- [Problem description] Please restate, word for word, each line from the one containing "ids.push(row.get(0)?);" through the end of the entries below.

***** Data to examine *****

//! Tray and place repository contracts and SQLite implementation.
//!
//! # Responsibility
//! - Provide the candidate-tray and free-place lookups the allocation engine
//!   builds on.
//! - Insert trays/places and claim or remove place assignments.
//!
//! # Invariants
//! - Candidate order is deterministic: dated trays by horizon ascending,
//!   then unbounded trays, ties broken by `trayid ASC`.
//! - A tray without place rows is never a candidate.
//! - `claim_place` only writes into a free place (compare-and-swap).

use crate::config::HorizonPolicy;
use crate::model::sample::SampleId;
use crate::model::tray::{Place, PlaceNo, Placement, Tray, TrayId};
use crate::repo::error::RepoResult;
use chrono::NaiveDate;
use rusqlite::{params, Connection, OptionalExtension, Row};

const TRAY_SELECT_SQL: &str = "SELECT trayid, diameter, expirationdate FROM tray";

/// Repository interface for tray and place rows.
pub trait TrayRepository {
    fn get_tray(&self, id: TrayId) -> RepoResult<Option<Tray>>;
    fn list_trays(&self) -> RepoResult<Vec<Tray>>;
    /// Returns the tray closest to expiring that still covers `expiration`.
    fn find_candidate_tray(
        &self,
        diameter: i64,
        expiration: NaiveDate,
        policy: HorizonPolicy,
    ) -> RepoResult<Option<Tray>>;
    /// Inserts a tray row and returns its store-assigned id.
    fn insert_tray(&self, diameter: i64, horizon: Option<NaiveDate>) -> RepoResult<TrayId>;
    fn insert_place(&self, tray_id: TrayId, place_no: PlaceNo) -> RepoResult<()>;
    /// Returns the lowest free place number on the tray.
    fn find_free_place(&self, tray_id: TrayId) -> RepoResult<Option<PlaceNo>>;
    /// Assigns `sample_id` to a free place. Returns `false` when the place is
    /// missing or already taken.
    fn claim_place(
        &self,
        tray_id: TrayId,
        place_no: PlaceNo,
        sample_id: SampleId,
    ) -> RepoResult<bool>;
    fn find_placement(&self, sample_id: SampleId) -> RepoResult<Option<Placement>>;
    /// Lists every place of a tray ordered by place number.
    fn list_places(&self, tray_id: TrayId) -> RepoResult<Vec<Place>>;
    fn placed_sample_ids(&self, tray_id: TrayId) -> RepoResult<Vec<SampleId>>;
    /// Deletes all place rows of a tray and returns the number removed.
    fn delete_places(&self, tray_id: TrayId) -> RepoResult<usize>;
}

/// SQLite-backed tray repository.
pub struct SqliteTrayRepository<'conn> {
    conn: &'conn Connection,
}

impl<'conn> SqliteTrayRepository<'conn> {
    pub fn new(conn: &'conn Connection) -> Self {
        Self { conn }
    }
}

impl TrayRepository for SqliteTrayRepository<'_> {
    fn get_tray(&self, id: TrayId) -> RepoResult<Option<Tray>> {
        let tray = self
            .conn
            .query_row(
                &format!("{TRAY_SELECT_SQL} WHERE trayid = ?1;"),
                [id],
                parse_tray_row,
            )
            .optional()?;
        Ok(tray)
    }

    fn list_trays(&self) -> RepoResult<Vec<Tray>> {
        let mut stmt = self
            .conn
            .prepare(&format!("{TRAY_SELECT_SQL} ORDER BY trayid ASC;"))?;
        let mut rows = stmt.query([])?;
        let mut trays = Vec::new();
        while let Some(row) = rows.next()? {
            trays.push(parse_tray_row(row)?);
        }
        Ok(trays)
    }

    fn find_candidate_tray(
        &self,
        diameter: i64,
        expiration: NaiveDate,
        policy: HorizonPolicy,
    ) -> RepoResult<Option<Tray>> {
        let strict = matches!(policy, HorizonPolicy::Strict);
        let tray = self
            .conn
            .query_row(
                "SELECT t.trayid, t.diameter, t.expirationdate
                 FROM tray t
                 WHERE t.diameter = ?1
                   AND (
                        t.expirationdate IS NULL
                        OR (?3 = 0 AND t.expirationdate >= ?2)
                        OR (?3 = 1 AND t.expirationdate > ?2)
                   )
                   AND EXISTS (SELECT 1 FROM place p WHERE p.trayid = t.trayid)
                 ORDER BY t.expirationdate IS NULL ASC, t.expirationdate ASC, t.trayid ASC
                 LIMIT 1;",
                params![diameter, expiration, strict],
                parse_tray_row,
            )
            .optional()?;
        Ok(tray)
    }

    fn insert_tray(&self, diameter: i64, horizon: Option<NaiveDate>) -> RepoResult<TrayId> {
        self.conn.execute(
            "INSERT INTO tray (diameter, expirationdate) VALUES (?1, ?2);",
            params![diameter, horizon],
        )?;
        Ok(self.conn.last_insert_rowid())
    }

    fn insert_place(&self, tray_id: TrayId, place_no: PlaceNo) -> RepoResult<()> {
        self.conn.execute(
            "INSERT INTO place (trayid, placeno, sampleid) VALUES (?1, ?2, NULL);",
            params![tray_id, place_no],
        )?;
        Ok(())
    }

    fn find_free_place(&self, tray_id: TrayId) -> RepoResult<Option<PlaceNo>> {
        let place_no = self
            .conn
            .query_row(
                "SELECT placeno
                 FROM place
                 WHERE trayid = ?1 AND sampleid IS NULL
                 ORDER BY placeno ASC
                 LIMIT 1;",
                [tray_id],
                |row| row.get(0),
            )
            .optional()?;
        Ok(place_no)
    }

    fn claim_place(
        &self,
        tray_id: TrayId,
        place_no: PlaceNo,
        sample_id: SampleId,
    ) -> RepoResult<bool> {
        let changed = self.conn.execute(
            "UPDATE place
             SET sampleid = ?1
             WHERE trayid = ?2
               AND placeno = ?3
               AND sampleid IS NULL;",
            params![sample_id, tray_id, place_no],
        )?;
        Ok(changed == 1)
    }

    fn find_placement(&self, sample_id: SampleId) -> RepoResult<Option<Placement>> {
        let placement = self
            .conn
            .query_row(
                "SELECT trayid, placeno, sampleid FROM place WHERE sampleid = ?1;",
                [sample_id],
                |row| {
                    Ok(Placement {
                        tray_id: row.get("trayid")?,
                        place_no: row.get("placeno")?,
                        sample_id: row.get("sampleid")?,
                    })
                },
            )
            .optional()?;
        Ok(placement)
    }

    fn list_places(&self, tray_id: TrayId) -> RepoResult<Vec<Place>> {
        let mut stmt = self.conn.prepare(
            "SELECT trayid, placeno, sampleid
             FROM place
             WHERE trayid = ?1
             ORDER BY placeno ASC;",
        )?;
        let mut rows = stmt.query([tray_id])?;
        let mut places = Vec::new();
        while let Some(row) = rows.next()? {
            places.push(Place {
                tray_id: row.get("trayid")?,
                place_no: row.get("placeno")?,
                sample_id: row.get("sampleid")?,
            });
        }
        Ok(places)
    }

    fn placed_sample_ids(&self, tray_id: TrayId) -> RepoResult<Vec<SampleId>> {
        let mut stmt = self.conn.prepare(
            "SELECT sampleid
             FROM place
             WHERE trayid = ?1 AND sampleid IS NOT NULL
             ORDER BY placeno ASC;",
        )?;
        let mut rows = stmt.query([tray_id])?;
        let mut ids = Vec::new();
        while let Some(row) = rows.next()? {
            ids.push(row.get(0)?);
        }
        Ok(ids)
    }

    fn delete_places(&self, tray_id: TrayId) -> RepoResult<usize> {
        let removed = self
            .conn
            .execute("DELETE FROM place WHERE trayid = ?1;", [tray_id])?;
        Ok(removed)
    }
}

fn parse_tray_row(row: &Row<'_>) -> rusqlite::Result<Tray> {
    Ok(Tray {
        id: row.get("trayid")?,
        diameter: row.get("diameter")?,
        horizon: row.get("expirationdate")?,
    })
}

*****

- [Your solution]
            ids.push(row.get(0)?);
        }
        Ok(ids)
    }

    fn delete_places(&self, tray_id: TrayId) -> RepoResult<usize> {
        let removed = self
            .conn
            .execute("DELETE FROM place WHERE trayid = ?1;", [tray_id])?;
        Ok(removed)
    }
}

fn parse_tray_row(row: &Row<'_>) -> rusqlite::Result<Tray> {
    Ok(Tray {
        id: row.get("trayid")?,
        diameter: row.get("diameter")?,
        horizon: row.get("expirationdate")?,
    })
}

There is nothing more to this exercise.